Logan's schedule is such
Tues: 8:00-8:30 PT
I wish I could afford more speech for him, but Iwill be home with him this summer and I can do it. Logan's ability to follow directions is so much more impaired than Landon's is/was. He understands things the louder I speak, so maybe the fluid in his ears is impacting him. He gets an ABR/tubes in ear most likely on June 9th. I was able to say "Where is Landon?" and he is off looking for him. "let's go outside" off he went. Yesterday I said "give this to Daddy." and he did, so there is some understanding. Pointing is hard for him. He is now pointing more often for food, especially Kix. He really likes to be with the other kids.
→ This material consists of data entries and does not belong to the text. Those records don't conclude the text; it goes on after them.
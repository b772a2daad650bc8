//! Fixed-capacity handler registry with a tight iteration bound.
//!
//! The table stores up to [`MAX_HANDLERS`](crate::MAX_HANDLERS) handlers in
//! slot order and tracks a *high-water mark*: one past the highest occupied
//! slot. Dispatch iterates `[0, mark)` only, so the mark is kept minimal;
//! removing the last occupied handler walks it back past any trailing empty
//! slots. Lookup and removal are linear scans; the capacity is small and
//! fixed, so this is an intentional, bounded cost.

use std::sync::Arc;

use crate::MAX_HANDLERS;
use crate::error::{ClockError, ClockResult};

/// A periodic handler invoked by the dispatch thread.
///
/// The `u32` argument is always [`TICK_FLAG`](crate::TICK_FLAG). Handlers are
/// identified by reference identity, not by value: registering two clones of
/// the same `Arc` registers one identity twice.
pub type TickHandler = Arc<dyn Fn(u32) + Send + Sync>;

/// Whether two handlers are the same registration identity.
///
/// Compares the data pointers of the two `Arc`s, deliberately ignoring
/// vtable addresses (which are not stable across codegen units).
#[must_use]
pub fn same_handler(a: &TickHandler, b: &TickHandler) -> bool {
    Arc::as_ptr(a).cast::<()>() == Arc::as_ptr(b).cast::<()>()
}

/// Ordered, fixed-capacity table of registered handlers.
///
/// All mutation requires exclusive access; the [`SoftClock`] manager only
/// touches the table behind the suspend gate's lock.
///
/// [`SoftClock`]: crate::clock::SoftClock
pub struct HandlerTable {
    slots: [Option<TickHandler>; MAX_HANDLERS],
    high_water: usize,
}

impl HandlerTable {
    /// Create an empty table.
    #[must_use]
    pub fn new() -> Self {
        Self {
            slots: std::array::from_fn(|_| None),
            high_water: 0,
        }
    }

    /// Store a handler in the first empty slot.
    ///
    /// # Errors
    ///
    /// Returns [`ClockError::CapacityExceeded`] when all slots are occupied;
    /// the table is left unchanged.
    pub fn insert(&mut self, handler: TickHandler) -> ClockResult<()> {
        let Some(slot) = self.slots.iter().position(Option::is_none) else {
            return Err(ClockError::capacity_exceeded(MAX_HANDLERS));
        };

        if let Some(entry) = self.slots.get_mut(slot) {
            *entry = Some(handler);
        }
        if slot == self.high_water {
            self.high_water += 1;
        }
        Ok(())
    }

    /// Remove a handler by identity.
    ///
    /// # Errors
    ///
    /// Returns [`ClockError::NotRegistered`] if no occupied slot below the
    /// high-water mark matches; the table is left unchanged.
    pub fn remove(&mut self, handler: &TickHandler) -> ClockResult<()> {
        let slot = self
            .slots
            .iter()
            .take(self.high_water)
            .position(|entry| entry.as_ref().is_some_and(|h| same_handler(h, handler)))
            .ok_or(ClockError::NotRegistered)?;

        if let Some(entry) = self.slots.get_mut(slot) {
            *entry = None;
        }

        // Restore the tight-bound invariant: no trailing empties below the mark.
        if slot + 1 == self.high_water {
            while self.high_water > 0
                && self
                    .slots
                    .get(self.high_water - 1)
                    .is_some_and(Option::is_none)
            {
                self.high_water -= 1;
            }
        }
        Ok(())
    }

    /// Whether a handler identity is currently registered.
    #[must_use]
    pub fn contains(&self, handler: &TickHandler) -> bool {
        self.iter().any(|h| same_handler(h, handler))
    }

    /// Iterate occupied slots in ascending order.
    pub fn iter(&self) -> impl Iterator<Item = &TickHandler> {
        self.slots
            .iter()
            .take(self.high_water)
            .filter_map(Option::as_ref)
    }

    /// Number of registered handlers.
    #[must_use]
    pub fn len(&self) -> usize {
        self.iter().count()
    }

    /// Whether no handlers are registered.
    #[must_use]
    pub fn is_empty(&self) -> bool {
        self.high_water == 0
    }

    /// One past the highest occupied slot.
    #[must_use]
    pub fn high_water(&self) -> usize {
        self.high_water
    }
}

impl Default for HandlerTable {
    fn default() -> Self {
        Self::new()
    }
}

impl std::fmt::Debug for HandlerTable {
    fn fmt(&self, f: &mut std::fmt::Formatter<'_>) -> std::fmt::Result {
        f.debug_struct("HandlerTable")
            .field("len", &self.len())
            .field("high_water", &self.high_water)
            .finish()
    }
}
One weird thing I have been thinking of is the term "inclusive." At the beginning, of the year, for Landon's school, we had to make a thing saying what we want for Landon as an adult, who do we want him to be. I put a lot down, but the main thing I said was "happy and confident in whoever he is." I saw some other kid in his class; the mother put down inclusive. She wants him to be inclusive and then I thought she is being inclusive now by "letting" her kid in classes with kids like my kid. I thought maybe people think this is so great, to be with special needs kid. Look, guys, my little man is inclusive. He has friends in wheelchairs, w/ down syndrome, and there is a book in his class who uses an Ipad to say his name at circle time. I don't know why that bothers me. I don't want my babies to be the kids who make these kids more well rounded, or feel like we offer something to them they can't find in their own homes, since all their kids are typical. Boo. Maybe bad mood. To me, my kids are just like anyone else. They don't need to be "included" for the sake of it. All kids, anywhere, just need acceptance. All people should be inclusive without being taught, but we know that is not the case.
We march on.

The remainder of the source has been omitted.